Pacific Reproductive Services

www.pacrepro.com
888-469-5800
San Francisco: 415-487-2288
Pasadena 626-432-1681

Xytex

www.xytex.com
1100 Emmett St.
Augusta, GA 30904
706-733-0130

For IUI Cycles we recommend that our patients order:

2 ICI or IUI ready vials

  • ICI vials are not washed through gradient. These vials may contain more debris and dead sperm. However, they tend to be cheaper, and may have a higher count.
  • IUI ready vials are more expensive, they are washed through gradient to remove debris and most dead sperm, though they may have a slightly lower count.
**Regardless of vial type ALL vials are washed at IRMS prior to insemination with a simple wash procedure to remove cryoprotectant.

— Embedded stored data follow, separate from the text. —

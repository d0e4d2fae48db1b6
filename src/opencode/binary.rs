//! OpenCode CLI Discovery
//!
//! Resolves the `opencode` executable: explicit config override first,
//! then PATH lookup, then the standard install location under the home
//! directory.

use std::path::PathBuf;
use std::process::Command;

use tracing::{debug, warn};

use super::server::ServerError;

/// Binary name looked up on PATH
const BINARY_NAME: &str = "opencode";

/// Resolve the opencode executable path.
/// An explicit override wins; otherwise PATH, then `~/.opencode/bin`.
pub fn resolve_binary_path(override_path: Option<&str>) -> Result<PathBuf, ServerError> {
    if let Some(configured) = override_path {
        let path = PathBuf::from(configured);
        if path.exists() {
            debug!(path = %path.display(), "Resolved opencode binary from config override");
            return Ok(path);
        }
        warn!(path = %configured, "Configured opencode path does not exist, falling back to discovery");
    }

    #[cfg(unix)]
    {
        if let Ok(output) = Command::new("which").arg(BINARY_NAME).output() {
            if output.status.success() {
                let path = String::from_utf8_lossy(&output.stdout).trim().to_string();
                if !path.is_empty() {
                    return Ok(PathBuf::from(path));
                }
            }
        }
    }

    #[cfg(windows)]
    {
        if let Ok(output) = Command::new("where").arg(BINARY_NAME).output() {
            if output.status.success() {
                let path = String::from_utf8_lossy(&output.stdout)
                    .lines().next().unwrap_or("").trim().to_string();
                if !path.is_empty() {
                    return Ok(PathBuf::from(path));
                }
            }
        }
    }

    // The installer script drops the binary here without touching PATH
    if let Some(home) = dirs::home_dir() {
        let installed = home.join(".opencode").join("bin").join(BINARY_NAME);
        if installed.exists() {
            return Ok(installed);
        }
    }

    Err(ServerError::NotInstalled(
        "opencode CLI not found. Install with: curl -fsSL https://opencode.ai/install | bash"
            .to_string(),
    ))
}

/// Installation check used as an initialize-time precondition.
pub fn is_opencode_installed(override_path: Option<&str>) -> bool {
    resolve_binary_path(override_path).is_ok()
}

#[cfg(test)]
mod tests {
    use super::*;

    #[test]
    fn test_override_must_exist() {
        // A nonexistent override falls through to discovery; with PATH and
        // the home install both empty of opencode this may still resolve on
        // a dev machine, so only assert the override itself is not returned.
        let bogus = "/nonexistent/path/to/opencode";
        match resolve_binary_path(Some(bogus)) {
            Ok(path) => assert_ne!(path, PathBuf::from(bogus)),
            Err(ServerError::NotInstalled(msg)) => assert!(msg.contains("opencode")),
            Err(other) => panic!("unexpected error: {other}"),
        }
    }

    #[test]
    fn test_existing_override_wins() {
        let dir = tempfile::tempdir().unwrap();
        let fake = dir.path().join("opencode");
        std::fs::write(&fake, "").unwrap();
        let resolved = resolve_binary_path(Some(fake.to_str().unwrap())).unwrap();
        assert_eq!(resolved, fake);
        assert!(is_opencode_installed(Some(fake.to_str().unwrap())));
    }
}
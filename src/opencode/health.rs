//! Backend Health Probe
//!
//! A bounded-timeout reachability check against a backend port. The probe
//! never errors: connection refusal, timeout, and DNS weirdness all
//! collapse to `false`. A negative result is the designed signal into the
//! lifecycle's exit path, not an exception.

use std::time::Duration;

use async_trait::async_trait;
use reqwest::Client;
use tracing::trace;

/// Per-request budget; the monitor loop must never block on a probe.
const PROBE_TIMEOUT: Duration = Duration::from_secs(2);
const PROBE_CONNECT_TIMEOUT: Duration = Duration::from_secs(1);

#[async_trait]
pub trait HealthCheck: Send + Sync {
    /// Whether a backend answers on `port`. Must return within the probe
    /// timeout and must not panic or error.
    async fn is_reachable(&self, port: u16) -> bool;
}

/// HTTP probe against the session API. Any HTTP response counts as
/// reachable; only transport failures mean the backend is gone.
pub struct HttpHealthProbe {
    http: Client,
}

impl HttpHealthProbe {
    pub fn new() -> Self {
        let http = Client::builder()
            .timeout(PROBE_TIMEOUT)
            .connect_timeout(PROBE_CONNECT_TIMEOUT)
            .build()
            .unwrap_or_else(|_| Client::new());
        Self { http }
    }
}

impl Default for HttpHealthProbe {
    fn default() -> Self {
        Self::new()
    }
}

#[async_trait]
impl HealthCheck for HttpHealthProbe {
    async fn is_reachable(&self, port: u16) -> bool {
        let url = format!("http://127.0.0.1:{port}/session");
        let reachable = self.http.get(&url).send().await.is_ok();
        trace!(port = port, reachable = reachable, "Health probe");
        reachable
    }
}
impl LifecycleInner {
    fn emit(&self, f: impl FnOnce(&dyn LifecycleObserver)) {
        let observer = self.observer.lock().clone();
        if let Some(observer) = observer {
            f(&*observer);
        }
    }

    fn set_state(&self, new_state: LifecycleState) {
        self.state.lock().state = new_state;
        debug!(state = %new_state, "Lifecycle state changed");
        self.emit(|o| o.on_state_changed(new_state));
    }

    fn report_error(&self, message: &str) {
        warn!(message = message, "Lifecycle error");
        self.emit(|o| o.on_error(message));
    }

    async fn initialize(self: Arc<Self>) -> Result<(), LifecycleError> {
        if self.disposed.load(Ordering::SeqCst) {
            return Err(LifecycleError::Disposed);
        }
        self.set_state(LifecycleState::Initializing);

        if !is_opencode_installed(self.options.binary_path.as_deref()) {
            self.report_error(INSTALL_HINT);
            return Err(LifecycleError::Startup(INSTALL_HINT.to_string()));
        }

        // Server resolution: reuse the restored port only if something
        // actually answers on it.
        let restored_port = self.state.lock().restored.port;
        let port = match restored_port {
            Some(p) if self.server.is_running(p).await => {
                debug!(port = p, "Reusing restored server port");
                p
            }
            _ => match self.server.get_or_start().await {
                Ok(p) => p,
                Err(e) => {
                    let msg = format!("Failed to start opencode server: {e}");
                    self.report_error(&msg);
                    return Err(LifecycleError::Startup(msg));
                }
            },
        };

        let client = Arc::new(SessionClient::new(port, self.options.max_sessions));
        {
            let mut st = self.state.lock();
            st.port = Some(port);
            st.client = Some(client.clone());
        }

        // Session resolution is independent of server resolution: either
        // side may reuse while the other is freshly created.
        let session_id = if self.options.resolve_session {
            Some(self.resolve_session(&client).await?)
        } else {
            None
        };

        self.set_state(LifecycleState::Running);
        match &session_id {
            Some(id) => {
                info!(session = %id, port = port, "Lifecycle running");
                self.emit(|o| o.on_session_and_port_ready(id, port));
            }
            None => {
                info!(port = port, "Lifecycle running");
                self.emit(|o| o.on_port_ready(port));
            }
        }
        self.start_process_monitoring();
        Ok(())
    }

    async fn resolve_session(&self, client: &Arc<SessionClient>) -> Result<String, LifecycleError> {
        let restored_id = self.state.lock().restored.session_id.clone();
        let reused = match restored_id {
            Some(id) => match client.get(&id).await {
                Ok(found) => {
                    if found.is_none() {
                        debug!(id = %id, "Restored session is gone, creating a new one");
                    }
                    found.map(|s| s.id)
                }
                Err(e) => {
                    let msg = format!("Failed to restore session: {e}");
                    self.report_error(&msg);
                    return Err(LifecycleError::SessionResolution(msg));
                }
            },
            None => None,
        };

        let session_id = match reused {
            Some(id) => id,
            None => match client.create(self.options.session_title.as_deref()).await {
                Ok(session) => session.id,
                Err(e) => {
                    let msg = format!("Failed to create session: {e}");
                    self.report_error(&msg);
                    return Err(LifecycleError::SessionResolution(msg));
                }
            },
        };

        self.state.lock().session_id = Some(session_id.clone());
        Ok(session_id)
    }

    async fn handle_process_exit(self: Arc<Self>, auto_restart: bool) {
        {
            let mut st = self.state.lock();
            if st.state != LifecycleState::Running {
                debug!(state = %st.state, "Ignoring duplicate process exit signal");
                return;
            }
            st.state = LifecycleState::Exited;
        }
        debug!("Lifecycle state changed to exited");
        self.emit(|o| o.on_state_changed(LifecycleState::Exited));
        self.stop_process_monitoring();
        self.emit(|o| o.on_process_exited());

        if auto_restart {
            let _ = self.restart().await;
        }
    }

    async fn restart(self: Arc<Self>) -> Result<(), LifecycleError> {
        if self.disposed.load(Ordering::SeqCst) {
            return Err(LifecycleError::Disposed);
        }
        // The guard spans the whole restart-triggered resolution cycle, so
        // a duplicate arriving after RESTARTING has already given way to
        // INITIALIZING is still recognized as a duplicate.
        if self.restart_in_flight.swap(true, Ordering::SeqCst) {
            debug!("Restart already in progress, ignoring duplicate request");
            return Ok(());
        }

        self.set_state(LifecycleState::Restarting);
        self.stop_process_monitoring();
        {
            let mut st = self.state.lock();
            // Force a fresh server acquisition, but keep the session
            // identity so a surviving backend session is re-attached.
            st.port = None;
            st.client = None;
            st.restored.port = None;
            let current = st.session_id.take();
            if current.is_some() {
                st.restored.session_id = current;
            }
        }

        // Boxed to break the monitor -> exit -> restart -> initialize
        // future cycle.
        let this = Arc::clone(&self);
        let fut: BoxFuture<'static, Result<(), LifecycleError>> =
            Box::pin(async move { this.initialize().await });
        let result = fut.await;

        self.restart_in_flight.store(false, Ordering::SeqCst);
        result
    }

    fn start_process_monitoring(self: Arc<Self>) {
        self.stop_process_monitoring();
        self.monitoring.store(true, Ordering::SeqCst);

        let inner = Arc::clone(&self);
        let interval = self.options.health_check_interval;
        let handle = tokio::spawn(async move {
            loop {
                tokio::time::sleep(interval).await;
                if !inner.monitoring.load(Ordering::SeqCst) {
                    break;
                }
                let port = {
                    let st = inner.state.lock();
                    if st.state != LifecycleState::Running {
                        None
                    } else {
                        st.port
                    }
                };
                let Some(port) = port else { break };
                if !inner.server.is_running(port).await {
                    info!(port = port, "Health check failed, treating server as exited");
                    // Settings are read at the moment the exit is handled.
                    let auto_restart = inner.settings.auto_restart_on_exit();
                    inner.clone().handle_process_exit(auto_restart).await;
                    break;
                }
            }
        });
        *self.monitor_task.lock() = Some(handle);
    }

    fn stop_process_monitoring(&self) {
        self.monitoring.store(false, Ordering::SeqCst);
        if let Some(handle) = self.monitor_task.lock().take() {
            // The exit path runs on the monitor task itself; aborting the
            // task we are on would cancel the restart mid-flight. It exits
            // through the flag instead.
            if tokio::task::try_id() != Some(handle.id()) {
                handle.abort();
            }
        }
    }

    fn dispose(&self) {
        if self.disposed.swap(true, Ordering::SeqCst) {
            return;
        }
        debug!("Disposing lifecycle");
        self.stop_process_monitoring();
        {
            let mut st = self.state.lock();
            st.port = None;
            st.session_id = None;
            st.client = None;
            st.restored = EditorState::default();
        }
        *self.observer.lock() = None;
    }
}
//! A JSON Web Signature engine for the compact serialization.
//!
//! Tokens have the shape `base64url(header).base64url(payload).signature`.
//! The [`Jws`] engine signs payloads into such tokens, verifies them against
//! the algorithm the caller expects, and decodes them without verification.
//! Algorithms are looked up in an [`AlgorithmRegistry`], which ships with
//! `HS256`/`HS384`/`HS512`, `RS256`/`RS384`/`RS512`, `ES256`/`ES384`/`ES512`
//! and `none`, and can be extended or overridden per call with a
//! [`ProviderOverride`].
//!
//! ```
//! # #[tokio::main(flavor = "current_thread")]
//! # async fn main() -> jws::Result<()> {
//! use jws::{DecodeOptions, Header, Jws, Key, SignOptions};
//! use serde_json::json;
//!
//! let jws = Jws::default();
//! let header = Header::new("HS256").with("typ", "JWT");
//! let token = jws
//!     .sign(SignOptions::new(header, json!({"sub": "1234"}), "secret"))
//!     .await?;
//!
//! assert!(jws.verify(token.as_str(), Some("HS256"), &Key::from("secret")).await?);
//! assert!(!jws.verify(token.as_str(), Some("HS512"), &Key::from("secret")).await?);
//!
//! let decoded = jws::decode(token.as_str(), &DecodeOptions::default())?.unwrap();
//! assert_eq!(decoded.payload.as_json(), Some(&json!({"sub": "1234"})));
//! # Ok(())
//! # }
//! ```
//!
//! Payloads and keys that arrive in pieces can be fed through the pipelines
//! of the [`stream`] module.
#![warn(
    missing_docs,
    missing_debug_implementations,
    trivial_casts,
    trivial_numeric_casts,
    unused_extern_crates,
    unused_import_braces,
    unused_qualifications,
    explicit_outlives_requirements,
    clippy::missing_const_for_fn,
    clippy::missing_errors_doc
)]
#![deny(
    rustdoc::broken_intra_doc_links,
    rustdoc::bare_urls,
    macro_use_extern_crate,
    non_ascii_idents,
    elided_lifetimes_in_paths
)]
#![forbid(unsafe_code)]

#[macro_use]
mod macros;

mod error;
mod header;
mod key;

pub mod base64_url;
pub mod crypto;
pub mod format;
pub mod json;
pub mod jwa;
pub mod jws;
pub mod payload;
pub mod registry;
pub mod stream;

pub use self::{
    error::{Error, Result, Segment},
    format::{Compact, SecuredInput, Token},
    header::Header,
    jws::{
        decode, embedded_algorithm, is_valid, DecodeOptions, DecodedToken, Jws, SignOptions,
        VerifyOptions,
    },
    key::Key,
    payload::{Encoding, Payload},
    registry::{
        AlgorithmBinding, AlgorithmProvider, AlgorithmRegistry, PrimitiveError, ProviderOverride,
        RegistryBuilder, Signer, Verifier,
    },
};
//! The interfaces for EC keys.

use crate::{crypto::Result, jwa};

/// The common operations for a curve-generic EC public key.
pub(crate) trait PublicKey: Sized + Clone {
    /// Parses a PEM encoded SPKI (`PUBLIC KEY`) public key on the curve of
    /// the given algorithm.
    fn from_pem(alg: jwa::EcDSA, pem: &str) -> Result<Self>;

    /// Verifies if the message is valid for the given signature.
    ///
    /// The signature is the fixed width `r || s` form. Returns `true` if the
    /// signature is valid, `false` otherwise, including for signatures of
    /// the wrong length.
    fn verify(&mut self, msg: &[u8], signature: &[u8]) -> Result<bool>;
}

/// The common operations for a curve-generic EC private key.
pub(crate) trait PrivateKey: Sized + Clone {
    /// The signature type that is produced by this key.
    type Signature: Into<Vec<u8>> + AsRef<[u8]>;

    /// The public key type.
    type PublicKey: PublicKey;

    /// Parses a PEM encoded private key on the curve of the given
    /// algorithm, either PKCS#8 (`PRIVATE KEY`) or SEC1 (`EC PRIVATE KEY`).
    fn from_pem(alg: jwa::EcDSA, pem: &str) -> Result<Self>;

    /// Returns the public key of this private key.
    fn to_public_key(&self) -> Self::PublicKey;

    /// Signs the given data using this key, producing a deterministic
    /// signature as described in [RFC 6979](https://www.rfc-editor.org/rfc/rfc6979).
    ///
    /// This operation **must** be re-usable, meaning this method can be
    /// called multiple times with different data to sign.
    fn sign(&mut self, data: &[u8]) -> Result<Self::Signature>;
}
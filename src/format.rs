//! The building blocks of the compact serialization.
//!
//! A [`Token`] is a [`SecuredInput`] followed by a dot and the signature. A
//! [`Compact`] is the parsed, shape checked view of a token.

mod compact;

use core::fmt;

pub use self::compact::Compact;
use crate::{base64_url, payload::Encoding, Header, Payload, Result};

/// The text a signature is computed over:
/// `base64url(header) "." base64url(payload)`.
#[derive(Debug, Clone, PartialEq, Eq, Hash)]
pub struct SecuredInput(String);

impl SecuredInput {
    /// Encodes `header` and `payload` into a secured input.
    ///
    /// The header is serialized as compact JSON, the payload is converted
    /// into bytes with [`Payload::to_bytes`] using `encoding`.
    ///
    /// # Errors
    ///
    /// Fails if the header can't be serialized, or the payload is not valid
    /// for `encoding`.
    pub fn new(header: &Header, payload: &Payload, encoding: Encoding) -> Result<Self> {
        let header = base64_url::encode(header.to_json()?);
        let payload = base64_url::encode(payload.to_bytes(encoding)?);

        Ok(Self::from_segments(&header, &payload))
    }

    /// Joins two already encoded segments.
    pub(crate) fn from_segments(header: &str, payload: &str) -> Self {
        let mut input = String::with_capacity(header.len() + payload.len() + 1);
        input.push_str(header);
        input.push('.');
        input.push_str(payload);
        Self(input)
    }

    /// The secured input as text.
    pub fn as_str(&self) -> &str {
        &self.0
    }
}

impl fmt::Display for SecuredInput {
    fn fmt(&self, f: &mut fmt::Formatter<'_>) -> fmt::Result {
        f.write_str(&self.0)
    }
}

impl AsRef<str> for SecuredInput {
    fn as_ref(&self) -> &str {
        &self.0
    }
}

/// A compact serialized token.
#[derive(Debug, Clone, PartialEq, Eq, Hash)]
pub struct Token(String);

impl Token {
    /// Appends `signature` to `input`.
    pub fn assemble(input: SecuredInput, signature: &str) -> Self {
        let mut token = input.0;
        token.reserve(signature.len() + 1);
        token.push('.');
        token.push_str(signature);
        Self(token)
    }

    /// The token as text.
    pub fn as_str(&self) -> &str {
        &self.0
    }

    /// Consumes the token, returning its text.
    pub fn into_string(self) -> String {
        self.0
    }
}

impl fmt::Display for Token {
    fn fmt(&self, f: &mut fmt::Formatter<'_>) -> fmt::Result {
        f.write_str(&self.0)
    }
}

impl AsRef<str> for Token {
    fn as_ref(&self) -> &str {
        &self.0
    }
}

impl AsRef<[u8]> for Token {
    fn as_ref(&self) -> &[u8] {
        self.0.as_bytes()
    }
}

impl From<Token> for String {
    fn from(token: Token) -> Self {
        token.0
    }
}

impl PartialEq<str> for Token {
    fn eq(&self, other: &str) -> bool {
        self.0 == other
    }
}

impl PartialEq<&str> for Token {
    fn eq(&self, other: &&str) -> bool {
        self.0 == *other
    }
}
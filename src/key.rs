//! Opaque key material handed to signers and verifiers.

use core::fmt;

use secrecy::{ExposeSecret as _, SecretSlice};

/// Key material for a single sign or verify operation.
///
/// What the bytes mean is up to the algorithm: the built-in HMAC family uses
/// them as the raw secret, the RSA and ECDSA families expect PEM text. The
/// material is zeroized on drop and never printed.
#[derive(Clone)]
pub struct Key(SecretSlice<u8>);

impl Key {
    /// Wraps the given bytes.
    pub fn new(material: impl Into<Vec<u8>>) -> Self {
        Self(SecretSlice::from(material.into()))
    }

    /// The absent key.
    pub fn empty() -> Self {
        Self::new(Vec::new())
    }

    /// Exposes the raw key material.
    pub fn expose(&self) -> &[u8] {
        self.0.expose_secret()
    }

    /// Whether there is no key material at all.
    pub fn is_empty(&self) -> bool {
        self.expose().is_empty()
    }
}

impl Default for Key {
    fn default() -> Self {
        Self::empty()
    }
}

impl fmt::Debug for Key {
    fn fmt(&self, f: &mut fmt::Formatter<'_>) -> fmt::Result {
        f.debug_struct("Key")
            .field("len", &self.expose().len())
            .finish_non_exhaustive()
    }
}

impl From<&str> for Key {
    fn from(material: &str) -> Self {
        Self::new(material.as_bytes())
    }
}

impl From<String> for Key {
    fn from(material: String) -> Self {
        Self::new(material.into_bytes())
    }
}

impl From<Vec<u8>> for Key {
    fn from(material: Vec<u8>) -> Self {
        Self::new(material)
    }
}

impl From<&[u8]> for Key {
    fn from(material: &[u8]) -> Self {
        Self::new(material)
    }
}
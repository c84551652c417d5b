//! Helpers for base64 urlsafe encoded stuff

use core::{fmt, ops::Deref, str::FromStr};

use base64ct::{Base64UrlUnpadded, Encoding};
use serde::{de::Error, Deserialize, Deserializer, Serialize};
use thiserror::Error;

/// Error type indicating that one part of a compact token
/// was an invalid Base64Url string.
#[derive(Debug, Clone, Copy, PartialEq, Eq, Error)]
#[error("the string is not a valid Base64Url representation")]
pub struct NoBase64UrlString;

const ALPHABET: &[u8; 64] = b"ABCDEFGHIJKLMNOPQRSTUVWXYZabcdefghijklmnopqrstuvwxyz0123456789-_";

/// Encodes the given bytes as unpadded base64url.
#[inline]
pub fn encode(data: impl AsRef<[u8]>) -> String {
    Base64UrlUnpadded::encode_string(data.as_ref())
}

/// Decodes base64url text leniently.
///
/// Standard alphabet symbols (`+`, `/`) are accepted in place of their
/// urlsafe counterparts, padding may be present or absent, and trailing bits
/// that do not make up a whole byte are ignored.
///
/// # Errors
///
/// Returns [`NoBase64UrlString`] if the text contains characters outside of
/// both base64 alphabets.
pub fn decode(text: &str) -> Result<Vec<u8>, NoBase64UrlString> {
    let mut normalized: Vec<u8> = text
        .trim_end_matches('=')
        .bytes()
        .map(|b| match b {
            b'+' => b'-',
            b'/' => b'_',
            b => b,
        })
        .collect();

    // a single dangling symbol holds only six bits
    if normalized.len() % 4 == 1 {
        normalized.pop();
    }

    let mask = match normalized.len() % 4 {
        2 => 0b11_0000,
        3 => 0b11_1100,
        _ => 0b11_1111,
    };
    if let Some(last) = normalized.last_mut() {
        if let Some(index) = ALPHABET.iter().position(|c| c == last) {
            *last = ALPHABET[index & mask];
        }
    }

    Base64UrlUnpadded::decode_vec(core::str::from_utf8(&normalized).map_err(|_| NoBase64UrlString)?)
        .map_err(|_| NoBase64UrlString)
}

/// Decodes unpadded base64url text, accepting only its canonical form.
///
/// Every byte sequence has exactly one text this accepts, so two different
/// strings never decode to the same bytes.
///
/// # Errors
///
/// Returns [`NoBase64UrlString`] on padding, standard alphabet symbols, a
/// dangling symbol or set trailing bits.
pub fn decode_canonical(text: &str) -> Result<Vec<u8>, NoBase64UrlString> {
    Base64UrlUnpadded::decode_vec(text).map_err(|_| NoBase64UrlString)
}

/// A wrapper around a [`String`] that guarantees that the inner string only
/// uses the urlsafe base64 alphabet.
#[derive(Debug, Clone, Hash, PartialEq, Eq, Serialize, Default)]
#[repr(transparent)]
#[serde(transparent)]
pub struct Base64UrlString(String);

impl<'de> Deserialize<'de> for Base64UrlString {
    fn deserialize<D>(deserializer: D) -> Result<Self, D::Error>
    where
        D: Deserializer<'de>,
    {
        let inner = String::deserialize(deserializer)?;
        Base64UrlString::from_str(&inner).map_err(D::Error::custom)
    }
}

impl fmt::Display for Base64UrlString {
    fn fmt(&self, f: &mut fmt::Formatter<'_>) -> fmt::Result {
        fmt::Display::fmt(&self.0, f)
    }
}

impl FromStr for Base64UrlString {
    type Err = NoBase64UrlString;

    fn from_str(s: &str) -> Result<Self, Self::Err> {
        if s.bytes().all(|b| ALPHABET.contains(&b)) {
            Ok(Self(s.to_owned()))
        } else {
            Err(NoBase64UrlString)
        }
    }
}

impl Base64UrlString {
    /// Creates a new, empty Base64Url string.
    #[inline]
    pub const fn new() -> Self {
        Self(String::new())
    }

    /// Encode the given bytes using Base64Url format.
    #[inline]
    pub fn encode(x: impl AsRef<[u8]>) -> Self {
        Base64UrlString(encode(x))
    }

    /// Decodes this Base64Url string into it's raw byte representation.
    ///
    /// # Errors
    ///
    /// Fails if the string carries a dangling symbol that [`decode`] cannot
    /// make sense of.
    #[inline]
    pub fn decode(&self) -> Result<Vec<u8>, NoBase64UrlString> {
        decode(&self.0)
    }

    /// Return the inner string.
    pub fn into_inner(self) -> String {
        self.0
    }
}

impl Deref for Base64UrlString {
    type Target = str;

    fn deref(&self) -> &Self::Target {
        &self.0
    }
}

#[cfg(test)]
mod tests {
    use super::*;

    #[test]
    fn encode_uses_urlsafe_alphabet_without_padding() {
        assert_eq!(encode([0xfb, 0xff]), "-_8");
        assert_eq!(encode(b"hi"), "aGk");
        assert_eq!(encode(b""), "");
    }

    #[test]
    fn decode_tolerates_padding_and_standard_alphabet() {
        assert_eq!(decode("aGk").unwrap(), b"hi");
        assert_eq!(decode("aGk=").unwrap(), b"hi");
        assert_eq!(decode("-_8").unwrap(), [0xfb, 0xff]);
        assert_eq!(decode("+/8=").unwrap(), [0xfb, 0xff]);
    }

    #[test]
    fn decode_ignores_non_canonical_trailing_bits() {
        // `aGl` carries the same byte as `aGk` plus two set padding bits
        assert_eq!(decode("aGl").unwrap(), b"hi");
        assert_eq!(decode("YR").unwrap(), b"a");
    }

    #[test]
    fn decode_drops_dangling_symbol() {
        assert_eq!(decode("aGkhA").unwrap(), b"hi!");
        assert_eq!(decode("A").unwrap(), b"");
    }

    #[test]
    fn canonical_decoding_accepts_one_text_per_value() {
        assert_eq!(decode_canonical("aGk").unwrap(), b"hi");
        assert_eq!(decode_canonical("").unwrap(), b"");
        assert_eq!(decode_canonical("aGl"), Err(NoBase64UrlString));
        assert_eq!(decode_canonical("YR"), Err(NoBase64UrlString));
        assert_eq!(decode_canonical("aGkhA"), Err(NoBase64UrlString));
        assert_eq!(decode_canonical("aGk="), Err(NoBase64UrlString));
        assert_eq!(decode_canonical("+/8"), Err(NoBase64UrlString));
    }

    #[test]
    fn decode_rejects_foreign_characters() {
        assert_eq!(decode("a*k"), Err(NoBase64UrlString));
        assert_eq!(decode("aG k"), Err(NoBase64UrlString));
    }

    #[test]
    fn string_wrapper_checks_alphabet() {
        assert!("abc-_".parse::<Base64UrlString>().is_ok());
        assert!("".parse::<Base64UrlString>().is_ok());
        assert!("ab+c".parse::<Base64UrlString>().is_err());
        assert_eq!(Base64UrlString::encode(b"hi").decode().unwrap(), b"hi");
    }
}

For IVF, we recommend that the patient order:

  • 2 vials of unwashed (ICI) donor eligible sperm.
  • IVF only or ART vials are NOT indicated for order (if they are the only vials remaining of that donor, consult with embryology before a patient orders them).

Delivery

Samples are accepted by the IRMS Andrology Lab via hand-delivery Monday-Friday, from 8 am-12 pm.

For samples that are shipped to IRMS directly from the Cryobank, they must be ordered for delivery between Monday-Thursday.

Important notes:

  1. IVF-only vials cannot be used for IUI.
  2. We do not recommend that our patients purchase sperm vials that were frozen before May of 2005, as this is when FDA regulations changed for “Donor Eligible” status. Vials frozen prior to 2005 are considered “Not Evaluated for Infectious Substances” due to lack of FDA required testing for SARS, West Nile Virus and Creutzfeldt-Jakob Disease, as well as a lack of infectious disease testing by NAT (nucleic-acid amplification).